El poder del lado luminoso: Las eléctricas

por Rafael Balanzá

He pasado agosto desconectado de la actualidad, frecuentemente inmerso en el medio físico que simboliza mejor lo eterno: el mar. Casi podríamos decir que he pasado agosto en contacto con lo eterno por antonomasia, pero semejante cursilada retórica supondría pedirles muchas tragaderas a mis lectores para los primeros días de septiembre, que ya vienen de por sí bastante cargados de líos domésticos y de ansiedad.

La desconexión no ha sido completa, de todos modos, y algo de información se ha filtrado en mi burbuja marina, junto a la refractada luz solar. Por eso sé que los talibanes han ganado la guerra, demostrándonos que al viejo proyecto ilustrado de una única razón universal lo ha devorado la arena del desierto. Por eso sé que el Mar Menor es una sopa repugnante de codicia y nitratos, cocinada a fuego lento por cocineros muy guarros y mentirosos. Y sé, cómo no, que nos han machacado todo el mes con el ineluctable poder de las eléctricas. Esto último me hace pensar en la vieja paradoja griega, sobre un objeto inamovible y una fuerza irresistible. ¿Qué ocurriría si un gobierno revolucionario de izquierdas se enfrentara al poder de los consorcios energéticos internacionales? La respuesta, imprevisible para los griegos, es que el taimado vicepresidente saltaría de la sartén para no tostarse el culo –o para no helárselo con Filomena- y las eléctricas pasarían por encima del gobierno, igual que un elefante pisa un hormiguero. No son buenos tiempos para la utopía: Imagine all the people living life in Galapagar. Pero lo más aconsejable es viajar al otro lado del espejo, donde existe un mundo ergonómico, de utópico confort, desde el que se puede criticar cómodamente al Sistema. “Podemos” seguir siendo de izquierdas, por supuesto, pero es algo así como un vicio que uno no puede o no quiere abandonar: ese pobre ministro Ábalos fumando disciplinadamente a escondidas durante toda la pandemia, para ganarse la inesperada recompensa de una sorpresiva patada en el culo. Ser de izquierdas (lo digo con dolor) ya no puede significar otra cosa que salvar los muebles de la vieja casa en ruinas de la socialdemocracia.

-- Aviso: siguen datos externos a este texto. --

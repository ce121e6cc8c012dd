//! Fetcher issuing registry requests through reqwest.

use std::fmt;

use async_trait::async_trait;
use flightbox::FetchConfig;
use flightbox_core::{CacheKey, CancellationToken, FetchError, FetchResult, Fetcher, Outcome};
use reqwest_middleware::{ClientBuilder, ClientWithMiddleware};
use tracing::debug;

use crate::error::ClientError;

/// [`Fetcher`] that GETs the key as a URL.
///
/// Any status the server answers with is returned as an [`Outcome`];
/// deciding what is cacheable is left to the cache's policy. Failing to send
/// the request is a transport error, failing to read the body after the
/// status arrived is a body-read error.
///
/// The request, including the body read, is abandoned as soon as the
/// cancellation token fires.
#[derive(Clone)]
pub struct ReqwestFetcher {
    client: ClientWithMiddleware,
}

impl fmt::Debug for ReqwestFetcher {
    fn fmt(&self, f: &mut fmt::Formatter<'_>) -> fmt::Result {
        f.debug_struct("ReqwestFetcher").finish_non_exhaustive()
    }
}

impl ReqwestFetcher {
    /// Wraps a plain reqwest client.
    pub fn new(client: reqwest::Client) -> Self {
        Self::with_middleware(ClientBuilder::new(client).build())
    }

    /// Wraps a client with a middleware stack.
    pub fn with_middleware(client: ClientWithMiddleware) -> Self {
        Self { client }
    }

    /// Builds a reqwest client from fetch settings.
    pub fn from_config(config: &FetchConfig) -> Result<Self, ClientError> {
        let mut builder = reqwest::Client::builder();
        if let Some(timeout) = config.timeout {
            builder = builder.timeout(timeout);
        }
        if let Some(user_agent) = &config.user_agent {
            builder = builder.user_agent(user_agent);
        }
        Ok(Self::new(builder.build()?))
    }

    async fn execute(&self, url: &str) -> FetchResult {
        let response = self
            .client
            .get(url)
            .send()
            .await
            .map_err(FetchError::transport)?;

        let status = response.status();
        debug!(url, %status, "Registry responded");

        let body = response
            .bytes()
            .await
            .map_err(|error| FetchError::body_read(status, error))?;
        Ok(Outcome::new(status, body))
    }
}

impl Default for ReqwestFetcher {
    fn default() -> Self {
        Self::new(reqwest::Client::new())
    }
}

#[async_trait]
impl Fetcher<CacheKey> for ReqwestFetcher {
    async fn fetch(&self, key: &CacheKey, cancel: CancellationToken) -> FetchResult {
        tokio::select! {
            biased;
            _ = cancel.cancelled() => {
                debug!(url = key.as_str(), "Registry request cancelled");
                Err(FetchError::Cancelled)
            }
            result = self.execute(key.as_str()) => result,
        }
    }
}
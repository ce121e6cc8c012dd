//! The memoizing cache.

use std::fmt;
use std::future::Future;
use std::hash::Hash;
use std::sync::Arc;
use std::time::Instant;

use bytes::Bytes;
use chrono::{DateTime, Utc};
use flightbox_core::{
    CacheKey, FetchPolicy, FetchResult, Fetcher, Outcome, RegistryError, StatusPolicy, Verdict,
};
use futures::FutureExt;
use http::StatusCode;
use tokio_util::sync::CancellationToken;
use tracing::{Instrument, debug, debug_span, warn};

use crate::concurrency::{ConcurrencyDecision, Flight, FlightMap, Landing, Resolution};
use crate::metrics::{self, Lookup};
use crate::snapshot::Snapshot;

struct Inner<K, P> {
    slots: FlightMap<K>,
    policy: Arc<P>,
    preloaded_at: Option<DateTime<Utc>>,
}

/// Single-flight memoizing cache.
///
/// `MemoCache` maps keys to the classified result of one fetch. Concurrent
/// lookups of a key that is not stored yet collapse into a single fetch: the
/// first caller runs it, every other caller awaits the same pending result.
/// The result is stored only when the [`FetchPolicy`] says it is cacheable;
/// anything else is handed to the callers of that fetch and forgotten, so
/// the next lookup fetches again.
///
/// Stored entries are never updated, evicted or expired. The cache grows
/// with the number of distinct keys for as long as it is alive.
///
/// Cloning is cheap and every clone shares the same entries.
///
/// # Type Parameters
///
/// * `K` - Key type. [`CacheKey`] is the usual choice.
/// * `P` - Classification policy. Default: [`StatusPolicy`] over the
///   registry status table.
///
/// # Example
///
/// ```
/// use flightbox::MemoCache;
/// use flightbox_core::{CacheKey, FetchError, Outcome};
/// use http::StatusCode;
///
/// # #[tokio::main(flavor = "current_thread")]
/// # async fn main() {
/// let cache = MemoCache::<CacheKey>::default();
/// let key = CacheKey::new("https://pypi.org/pypi/requests/json");
///
/// let body = cache
///     .get(key.clone(), || async { Ok::<_, FetchError>(Outcome::new(StatusCode::OK, "{}")) })
///     .await
///     .unwrap();
/// assert_eq!(body, "{}");
///
/// // Served from the cache, the second fetch is never called.
/// let again = cache
///     .get(key, || async { Ok::<_, FetchError>(Outcome::new(StatusCode::OK, "fresh")) })
///     .await
///     .unwrap();
/// assert_eq!(again, "{}");
/// # }
/// ```
pub struct MemoCache<K, P = StatusPolicy> {
    inner: Arc<Inner<K, P>>,
}

impl<K, P> Clone for MemoCache<K, P> {
    fn clone(&self) -> Self {
        Self {
            inner: Arc::clone(&self.inner),
        }
    }
}

impl<K, P> MemoCache<K, P>
where
    K: Eq + Hash + Clone + fmt::Debug + Send + Sync + 'static,
    P: FetchPolicy + 'static,
{
    /// Creates an empty cache.
    pub fn new(policy: P) -> Self {
        Self::from_parts(policy, FlightMap::new(), None)
    }

    /// Creates a cache seeded from a previously taken snapshot.
    ///
    /// Each record is run through `policy` as if it had just been fetched;
    /// only records the policy would cache are loaded. The seeded entries are
    /// indistinguishable from fetched ones.
    pub fn with_snapshot(policy: P, snapshot: Snapshot<K>) -> Self {
        let slots = FlightMap::new();
        let timestamp = snapshot.timestamp;
        let mut loaded = 0usize;

        for entry in snapshot.entries {
            let Ok(status) = StatusCode::from_u16(entry.status) else {
                warn!(key = ?entry.key, status = entry.status, "Skipping snapshot record with invalid status");
                continue;
            };
            let outcome = Outcome::new(status, entry.body);
            match policy.classify(Ok(outcome)).into_verdict() {
                Ok(verdict) => {
                    if slots.seed(entry.key, verdict) {
                        loaded += 1;
                    }
                }
                Err(error) => {
                    debug!(key = ?entry.key, %error, "Snapshot record is not cacheable");
                }
            }
        }

        debug!(loaded, %timestamp, "Cache seeded from snapshot");
        Self::from_parts(policy, slots, Some(timestamp))
    }

    fn from_parts(policy: P, slots: FlightMap<K>, preloaded_at: Option<DateTime<Utc>>) -> Self {
        Self {
            inner: Arc::new(Inner {
                slots,
                policy: Arc::new(policy),
                preloaded_at,
            }),
        }
    }

    /// Looks up `key`, fetching it at most once.
    ///
    /// - If a cacheable answer is stored, it is returned without fetching.
    /// - If another caller is already fetching `key`, this call waits for
    ///   that fetch and returns its result.
    /// - Otherwise `fetch` is called, its result classified and stored when
    ///   cacheable.
    ///
    /// `fetch` is only invoked by the caller that starts the fetch. Its
    /// future keeps running as long as any caller for the key is waiting on
    /// it; cancellation is expressed through the fetch itself resolving with
    /// [`FetchError::Cancelled`](flightbox_core::FetchError::Cancelled).
    ///
    /// A lookup abandoned by every caller before it resolves stays
    /// registered and counted in [`in_flight`](Self::in_flight), holding its
    /// unfinished fetch, until the key is looked up again and the fetch is
    /// driven to completion.
    ///
    /// # Errors
    ///
    /// Negative answers (such as `404 Not Found` under the registry table)
    /// are returned as [`RegistryError::NegativeStatus`] every time the key
    /// is looked up. All other errors come from a single fetch and are not
    /// remembered.
    pub async fn get<F, Fut>(&self, key: K, fetch: F) -> Result<Bytes, RegistryError>
    where
        F: FnOnce() -> Fut + Send + 'static,
        Fut: Future<Output = FetchResult> + Send + 'static,
    {
        self.resolve(key, fetch).await?.into_body()
    }

    /// Same as [`get`](Self::get), but returns the stored [`Verdict`] so the
    /// caller can inspect negative answers instead of receiving them as
    /// errors.
    pub async fn resolve<F, Fut>(&self, key: K, fetch: F) -> Result<Verdict, RegistryError>
    where
        F: FnOnce() -> Fut + Send + 'static,
        Fut: Future<Output = FetchResult> + Send + 'static,
    {
        let decision = self.inner.slots.check_or_launch(key.clone(), |landing| {
            self.launch(key.clone(), landing, fetch)
        });

        let flight = match decision {
            ConcurrencyDecision::Ready(verdict) => {
                debug!(?key, status = %verdict.outcome().status(), "Cache hit");
                metrics::record_lookup(Lookup::Hit);
                return Ok(verdict);
            }
            ConcurrencyDecision::Await(flight) => {
                debug!(?key, "Awaiting fetch in flight");
                metrics::record_lookup(Lookup::Join);
                flight
            }
            ConcurrencyDecision::Proceed(flight) => {
                debug!(?key, "Cache miss, fetching");
                metrics::record_lookup(Lookup::Miss);
                flight
            }
        };

        flight.await
    }

    /// Looks up `key` through a shared [`Fetcher`].
    ///
    /// `cancel` is handed to the fetcher only if this call starts the fetch.
    pub async fn get_from<Fe>(
        &self,
        key: K,
        fetcher: Arc<Fe>,
        cancel: CancellationToken,
    ) -> Result<Bytes, RegistryError>
    where
        Fe: Fetcher<K> + ?Sized + 'static,
    {
        let fetch_key = key.clone();
        self.get(key, move || async move { fetcher.fetch(&fetch_key, cancel).await })
            .await
    }

    /// Builds the shared future for one fetch. Not polled here: this runs
    /// under the shard lock of `key`.
    fn launch<F, Fut>(&self, key: K, landing: Landing<K>, fetch: F) -> Flight
    where
        F: FnOnce() -> Fut + Send + 'static,
        Fut: Future<Output = FetchResult> + Send + 'static,
    {
        let policy = Arc::clone(&self.inner.policy);
        let span = debug_span!("flightbox.fetch", key = ?key);

        fly(key, policy, landing, fetch)
            .instrument(span)
            .boxed()
            .shared()
    }
}

/// Drives one fetch to its resolution and settles the slot.
///
/// Arguments of an `async fn` live in the future's locals, so `landing` is
/// dropped (clearing the in-flight marker) if `fetch` panics.
async fn fly<K, P, F, Fut>(key: K, policy: Arc<P>, landing: Landing<K>, fetch: F) -> Resolution
where
    K: Eq + Hash + fmt::Debug,
    P: FetchPolicy,
    F: FnOnce() -> Fut,
    Fut: Future<Output = FetchResult>,
{
    let started = Instant::now();
    let resolution = policy.classify(fetch().await).into_verdict();
    landing.settle(&resolution);

    match &resolution {
        Ok(verdict) => {
            let status = verdict.outcome().status();
            debug!(?key, %status, disposition = ?verdict.disposition(), "Stored fetch result");
            metrics::record_fetch(true, status.as_str(), started.elapsed());
        }
        Err(error) => {
            warn!(?key, %error, "Fetch result not cacheable");
            metrics::record_fetch(false, failure_label(error), started.elapsed());
        }
    }
    resolution
}

impl<K, P> MemoCache<K, P>
where
    K: Eq + Hash + Clone,
{
    /// Returns `true` if a cacheable answer is stored for `key`.
    pub fn contains(&self, key: &K) -> bool {
        self.inner.slots.contains_ready(key)
    }

    /// Number of stored answers.
    pub fn len(&self) -> usize {
        self.inner.slots.ready_count()
    }

    /// Returns `true` if nothing is stored.
    pub fn is_empty(&self) -> bool {
        self.len() == 0
    }

    /// Number of fetches currently in flight.
    pub fn in_flight(&self) -> usize {
        self.inner.slots.pending_count()
    }

    /// When the snapshot this cache was seeded from was taken, if any.
    pub fn preloaded_at(&self) -> Option<DateTime<Utc>> {
        self.inner.preloaded_at
    }

    /// Returns the classification policy.
    pub fn policy(&self) -> &P {
        &self.inner.policy
    }
}

impl<K> Default for MemoCache<K, StatusPolicy>
where
    K: Eq + Hash + Clone + fmt::Debug + Send + Sync + 'static,
{
    fn default() -> Self {
        Self::new(StatusPolicy::registry())
    }
}

impl<K, P> fmt::Debug for MemoCache<K, P>
where
    K: Eq + Hash + Clone,
{
    fn fmt(&self, f: &mut fmt::Formatter<'_>) -> fmt::Result {
        f.debug_struct("MemoCache")
            .field("entries", &self.len())
            .field("in_flight", &self.in_flight())
            .field("preloaded_at", &self.inner.preloaded_at)
            .field("policy", &"...")
            .finish()
    }
}

/// Cache of registry responses keyed by URL.
pub type RegistryCache = MemoCache<CacheKey, StatusPolicy>;

fn failure_label(error: &RegistryError) -> &str {
    match error {
        RegistryError::Transport(_) => "transport",
        RegistryError::Cancelled => "cancelled",
        RegistryError::UnexpectedStatus(status) | RegistryError::NegativeStatus(status) => {
            status.as_str()
        }
        RegistryError::BodyRead { .. } => "body_read",
    }
}
//! Error returned to callers of the cache.

use std::sync::Arc;

use http::StatusCode;
use thiserror::Error;

use crate::outcome::FetchError;

/// Shared error source.
///
/// Every caller collapsed onto one fetch receives a clone of the same error,
/// so sources are reference counted rather than boxed.
pub type SharedError = Arc<dyn std::error::Error + Send + Sync>;

/// Error describing why a registry lookup did not produce a body.
///
/// Only [`NegativeStatus`](Self::NegativeStatus) comes from a cached entry;
/// every other variant leaves nothing behind, so asking again performs a
/// fresh fetch.
#[derive(Debug, Clone, Error)]
pub enum RegistryError {
    /// The request never produced a status line.
    #[error("registry query failed: {0}")]
    Transport(#[source] SharedError),

    /// The fetch was cancelled through its cancellation token.
    #[error("registry query cancelled")]
    Cancelled,

    /// The registry answered with a status outside the recognized table.
    #[error("registry query status: {0}")]
    UnexpectedStatus(StatusCode),

    /// The registry gave a recognized, cacheable answer that is not a
    /// success, such as `404 Not Found`.
    #[error("registry query status: {0}")]
    NegativeStatus(StatusCode),

    /// The status was accepted but the body could not be read.
    #[error("failed to read registry response body: {source}")]
    BodyRead {
        /// Status of the response.
        status: StatusCode,
        /// Underlying read error.
        #[source]
        source: SharedError,
    },
}

impl RegistryError {
    /// Returns `true` if this error describes a cached answer.
    pub fn is_cacheable(&self) -> bool {
        matches!(self, Self::NegativeStatus(_))
    }

    /// Returns `true` if the fetch was cancelled.
    pub fn is_cancelled(&self) -> bool {
        matches!(self, Self::Cancelled)
    }

    /// Returns the status code involved, if the registry answered at all.
    pub fn status(&self) -> Option<StatusCode> {
        match self {
            Self::UnexpectedStatus(status)
            | Self::NegativeStatus(status)
            | Self::BodyRead { status, .. } => Some(*status),
            Self::Transport(_) | Self::Cancelled => None,
        }
    }
}

impl From<FetchError> for RegistryError {
    fn from(error: FetchError) -> Self {
        match error {
            FetchError::Transport(source) => Self::Transport(Arc::from(source)),
            FetchError::Cancelled => Self::Cancelled,
            FetchError::BodyRead { status, source } => Self::BodyRead {
                status,
                source: Arc::from(source),
            },
        }
    }
}
use std::hash::Hash;
use std::sync::{Arc, Weak};

use dashmap::DashMap;
use dashmap::mapref::entry::Entry;
use flightbox_core::{RegistryError, Verdict};
use futures::future::{BoxFuture, Shared};

/// Result shared by every caller of one fetch.
pub type Resolution = Result<Verdict, RegistryError>;

/// Shared pending result of a fetch that is currently running.
///
/// The first caller for a key creates it; later callers clone and await it.
pub type Flight = Shared<BoxFuture<'static, Resolution>>;

/// State kept for one key.
pub enum Slot {
    /// Stored cacheable answer. Never replaced once written.
    Ready(Verdict),
    /// Fetch in flight.
    Pending(Flight),
}

/// Result of checking a key before fetching.
pub enum ConcurrencyDecision {
    /// A stored answer exists.
    Ready(Verdict),
    /// Another caller is fetching; await its flight.
    Await(Flight),
    /// This caller registered a new flight and must drive it.
    Proceed(Flight),
}

/// Map from key to either a stored answer or an in-flight fetch.
///
/// Entries and in-flight markers share one map, so a key can never be both
/// stored and pending. Shard locks are only held for the duration of a map
/// operation, never while a fetch runs.
pub struct FlightMap<K> {
    slots: Arc<DashMap<K, Slot>>,
}

impl<K> FlightMap<K>
where
    K: Eq + Hash + Clone,
{
    pub fn new() -> Self {
        Self {
            slots: Arc::new(DashMap::new()),
        }
    }

    /// Check the slot for `key`, registering the flight built by `launch` if
    /// the key is vacant.
    ///
    /// `launch` runs under the shard lock, so it must only build the future,
    /// not poll it.
    pub fn check_or_launch<L>(&self, key: K, launch: L) -> ConcurrencyDecision
    where
        L: FnOnce(Landing<K>) -> Flight,
    {
        match self.slots.entry(key) {
            Entry::Occupied(entry) => match entry.get() {
                Slot::Ready(verdict) => ConcurrencyDecision::Ready(verdict.clone()),
                Slot::Pending(flight) => ConcurrencyDecision::Await(flight.clone()),
            },
            Entry::Vacant(entry) => {
                let landing = Landing {
                    slots: Arc::downgrade(&self.slots),
                    key: Some(entry.key().clone()),
                };
                let flight = launch(landing);
                entry.insert(Slot::Pending(flight.clone()));
                ConcurrencyDecision::Proceed(flight)
            }
        }
    }

    /// Insert a stored answer for a vacant key. Returns `false` and leaves
    /// the map untouched if the key already has a slot.
    pub fn seed(&self, key: K, verdict: Verdict) -> bool {
        match self.slots.entry(key) {
            Entry::Occupied(_) => false,
            Entry::Vacant(entry) => {
                entry.insert(Slot::Ready(verdict));
                true
            }
        }
    }

    pub fn contains_ready(&self, key: &K) -> bool {
        self.slots
            .get(key)
            .is_some_and(|slot| matches!(*slot, Slot::Ready(_)))
    }

    pub fn ready_count(&self) -> usize {
        self.slots
            .iter()
            .filter(|slot| matches!(slot.value(), Slot::Ready(_)))
            .count()
    }

    pub fn pending_count(&self) -> usize {
        self.slots
            .iter()
            .filter(|slot| matches!(slot.value(), Slot::Pending(_)))
            .count()
    }
}

impl<K> Default for FlightMap<K>
where
    K: Eq + Hash + Clone,
{
    fn default() -> Self {
        Self::new()
    }
}

/// Settles the slot of one flight.
///
/// Moved into the flight future. [`Landing::settle`] replaces the in-flight
/// marker with the stored answer, or removes it when the answer is not
/// cacheable. If the future is dropped or unwinds before settling, the marker
/// is removed so the key is not left pending forever.
pub struct Landing<K>
where
    K: Eq + Hash,
{
    slots: Weak<DashMap<K, Slot>>,
    key: Option<K>,
}

impl<K> Landing<K>
where
    K: Eq + Hash,
{
    pub fn settle(mut self, resolution: &Resolution) {
        let (Some(slots), Some(key)) = (self.slots.upgrade(), self.key.take()) else {
            return;
        };
        match resolution {
            Ok(verdict) => {
                slots.insert(key, Slot::Ready(verdict.clone()));
            }
            Err(_) => {
                slots.remove_if(&key, |_, slot| matches!(slot, Slot::Pending(_)));
            }
        }
    }
}

impl<K> Drop for Landing<K>
where
    K: Eq + Hash,
{
    fn drop(&mut self) {
        if let (Some(slots), Some(key)) = (self.slots.upgrade(), self.key.take()) {
            slots.remove_if(&key, |_, slot| matches!(slot, Slot::Pending(_)));
        }
    }
}
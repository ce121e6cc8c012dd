//! Cache key type for registry lookups.
//!
//! The cache itself is generic over any hashable key. [`CacheKey`] is the
//! ready-made key used by the registry client: a cheaply clonable string
//! (usually a request URL) that compares by value.
//!
//! ```
//! use flightbox_core::CacheKey;
//!
//! let key = CacheKey::new("https://pypi.org/pypi/requests/json");
//! assert_eq!(key.as_str(), "https://pypi.org/pypi/requests/json");
//! assert_eq!(key, CacheKey::from("https://pypi.org/pypi/requests/json"));
//! ```
//!
//! Keys are not normalized here. Rejecting empty or malformed identifiers is
//! the caller's job before a key reaches the cache.

use smol_str::SmolStr;
use std::fmt;

/// Identifier of a fetchable resource.
///
/// Backed by [`SmolStr`]: short keys are stored inline and longer keys are
/// reference counted, so cloning a key never copies the string.
#[derive(Debug, Clone, Default, PartialEq, Eq, Hash, PartialOrd, Ord)]
#[derive(serde::Serialize, serde::Deserialize)]
#[serde(transparent)]
pub struct CacheKey(SmolStr);

impl CacheKey {
    /// Creates a new cache key.
    #[inline]
    pub fn new(s: impl Into<SmolStr>) -> Self {
        Self(s.into())
    }

    /// Creates a key from a static string without allocating.
    #[inline]
    pub const fn new_static(s: &'static str) -> Self {
        Self(SmolStr::new_static(s))
    }

    /// Returns the key as a string slice.
    #[inline]
    pub fn as_str(&self) -> &str {
        &self.0
    }

    /// Returns `true` if the key is the empty string.
    #[inline]
    pub fn is_empty(&self) -> bool {
        self.0.is_empty()
    }
}

impl fmt::Display for CacheKey {
    fn fmt(&self, f: &mut fmt::Formatter<'_>) -> fmt::Result {
        self.0.fmt(f)
    }
}

impl From<&str> for CacheKey {
    #[inline]
    fn from(s: &str) -> Self {
        Self(SmolStr::new(s))
    }
}

impl From<String> for CacheKey {
    #[inline]
    fn from(s: String) -> Self {
        Self(SmolStr::from(s))
    }
}

impl From<&String> for CacheKey {
    #[inline]
    fn from(s: &String) -> Self {
        Self(SmolStr::new(s))
    }
}

impl From<SmolStr> for CacheKey {
    #[inline]
    fn from(s: SmolStr) -> Self {
        Self(s)
    }
}

impl AsRef<str> for CacheKey {
    #[inline]
    fn as_ref(&self) -> &str {
        &self.0
    }
}
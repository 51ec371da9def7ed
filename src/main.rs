mod client;
mod config;
mod dispatch;
mod error;
mod logging;
mod prediction;
mod selection;
mod ui;
mod workflow;

use std::path::PathBuf;
use std::sync::Arc;

use clap::Parser;

use crate::client::HttpClassifier;

#[derive(Parser)]
#[command(name = "voxcheck", about = "Voxcheck — is this voice AI or human?")]
struct Cli {
    /// Audio file to select on startup
    file: Option<PathBuf>,

    /// Increase log verbosity (-v info, -vv debug, -vvv trace)
    #[arg(short, long, action = clap::ArgAction::Count)]
    verbose: u8,
}

fn main() -> anyhow::Result<()> {
    let cli = Cli::parse();
    if let Err(e) = logging::init(cli.verbose) {
        eprintln!("logging disabled: {e}");
    }

    let classifier = HttpClassifier::new(config::endpoint())?;
    tracing::info!("Using classifier at {}", classifier.endpoint());
    ui::window::run_window(Arc::new(classifier), cli.file)
}

#[cfg(test)]
mod tests {
    use super::*;
    use clap::CommandFactory;

    #[test]
    fn cli_is_well_formed() {
        Cli::command().debug_assert();
    }

    #[test]
    fn cli_accepts_file_and_verbosity() {
        let cli = Cli::try_parse_from(["voxcheck", "-vv", "clip.wav"]).unwrap();
        assert_eq!(cli.verbose, 2);
        assert_eq!(cli.file, Some(PathBuf::from("clip.wav")));
    }

    #[test]
    fn cli_has_no_endpoint_flag() {
        assert!(Cli::try_parse_from(["voxcheck", "--endpoint", "http://x"]).is_err());
    }
}
pub mod styles;
pub mod window;
//! Logging setup.
//!
//! Installs a global tracing subscriber writing to stderr. Verbosity comes
//! from the launcher's `-v` count rather than the environment.

use std::sync::OnceLock;

use tracing_subscriber::{EnvFilter, fmt, prelude::*};

static INSTALLED: OnceLock<()> = OnceLock::new();

#[derive(Debug, thiserror::Error)]
pub enum LoggingError {
    #[error("Invalid log filter {directive:?}: {source}")]
    Filter {
        directive: String,
        source: tracing_subscriber::filter::ParseError,
    },
    #[error("Failed to install global tracing subscriber: {0}")]
    SetGlobal(#[from] tracing_subscriber::util::TryInitError),
}

/// Initialize tracing. Subsequent calls are no-ops.
pub fn init(verbosity: u8) -> Result<(), LoggingError> {
    if INSTALLED.get().is_some() {
        return Ok(());
    }

    let directive = filter_directive(verbosity);
    let filter = EnvFilter::builder()
        .parse(&directive)
        .map_err(|source| LoggingError::Filter {
            directive: directive.clone(),
            source,
        })?;

    tracing_subscriber::registry()
        .with(filter)
        .with(fmt::layer().with_writer(std::io::stderr).with_target(false))
        .try_init()?;
    let _ = INSTALLED.set(());

    tracing::debug!("Logging initialized at {directive}");
    Ok(())
}

fn filter_directive(verbosity: u8) -> String {
    let level = match verbosity {
        0 => "warn",
        1 => "info",
        2 => "debug",
        _ => "trace",
    };
    // Keep HTTP internals quiet unless explicitly asked for everything.
    if verbosity >= 3 {
        level.to_string()
    } else {
        format!("warn,voxcheck={level}")
    }
}

#[cfg(test)]
mod tests {
    use super::*;

    #[test]
    fn verbosity_maps_to_levels() {
        assert_eq!(filter_directive(0), "warn,voxcheck=warn");
        assert_eq!(filter_directive(1), "warn,voxcheck=info");
        assert_eq!(filter_directive(2), "warn,voxcheck=debug");
        assert_eq!(filter_directive(5), "trace");
    }

    #[test]
    fn directives_parse() {
        for v in 0..4 {
            assert!(EnvFilter::builder().parse(filter_directive(v)).is_ok());
        }
    }
}
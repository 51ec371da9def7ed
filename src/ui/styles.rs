pub const CSS: &str = r#"
window {
    background: linear-gradient(135deg,
        rgba(17, 24, 39, 1.0),
        rgba(31, 41, 55, 1.0));
}
.container { padding: 28px 32px; }
.title {
    color: #ffffff;
    font-size: 22px;
    font-weight: 700;
}
.subtitle {
    color: rgba(255, 255, 255, 0.65);
    font-size: 13px;
}
.choose-btn {
    background: rgba(255, 255, 255, 0.08);
    border: 2px dashed rgba(255, 255, 255, 0.25);
    border-radius: 12px;
    color: #ffffff;
    padding: 14px;
}
.choose-btn:hover { border-color: rgba(96, 165, 250, 0.9); }
.upload-hint { color: rgba(255, 255, 255, 0.45); font-size: 11px; }
.file-name { color: rgba(255, 255, 255, 0.8); font-size: 13px; }
.predict-btn {
    background: #2563eb;
    border-radius: 10px;
    color: #ffffff;
    font-weight: 700;
    padding: 10px 28px;
    border: none;
    box-shadow: none;
}
.predict-btn:hover { background: #1d4ed8; }
.predict-btn:disabled { background: rgba(37, 99, 235, 0.4); color: rgba(255, 255, 255, 0.6); }
.error-box {
    background: rgba(220, 38, 38, 0.15);
    border: 1px solid rgba(248, 113, 113, 0.6);
    border-radius: 10px;
    padding: 12px;
}
.error-title { color: #fca5a5; font-weight: 700; }
.error-text { color: #fecaca; font-size: 13px; }
.result-box {
    background: rgba(255, 255, 255, 0.06);
    border-radius: 10px;
    padding: 12px;
}
.result-title { color: rgba(255, 255, 255, 0.8); font-size: 14px; font-weight: 600; }
.prediction-ai { color: #f87171; font-size: 28px; font-weight: 800; }
.prediction-human { color: #34d399; font-size: 28px; font-weight: 800; }
.footer { color: rgba(255, 255, 255, 0.35); font-size: 10px; }
"#;
#![forbid(unsafe_code)]

use crate::{DownloadEvent, TaskEvent};

/// Unified event for the update engine.
///
/// Hierarchical: each subsystem has its own variant with a sub-enum.
#[derive(Clone, Debug, PartialEq, Eq)]
pub enum Event {
    Download(DownloadEvent),
    Task(TaskEvent),
}

impl From<DownloadEvent> for Event {
    fn from(e: DownloadEvent) -> Self {
        Self::Download(e)
    }
}

impl From<TaskEvent> for Event {
    fn from(e: TaskEvent) -> Self {
        Self::Task(e)
    }
}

Y ya que he citado a John Lennon –más o menos- se me ocurre comparar sus tiempos (los estertores de la vanguardia y del romanticismo) con los nuestros. A él, la acusación de no haber sido suficientemente consecuente con sus ideales le supuso una condena a muerte inapelable, perpetrada por un juez-verdugo, idólatra y despreciable, bajo los rigurosos gabletes del edificio Dakota. Pablo Iglesias, sin embargo –y lo celebramos, claro- no morirá acribillado. Vivirá, probablemente, el resto de sus días instalado en el lujo pequeño burgués y el oropel mediático.

Para huir de tanta hipocresía siempre nos quedará la literatura, donde la mentira no hace daño. Literatura de verdad, quiero decir, como esa extraordinaria, a ratos –los mejores ratos- surrealista e incluso expresionista colección de narraciones de Pablo Escudero que he devorado este verano sobre la arena y que lleva el sugerente título de “Las medallas de Mercurio”. No os la perdáis, por favor. Aunque en medio de tanta basura pseudo-historiográfica será, me temo, todo un reto encontrarla.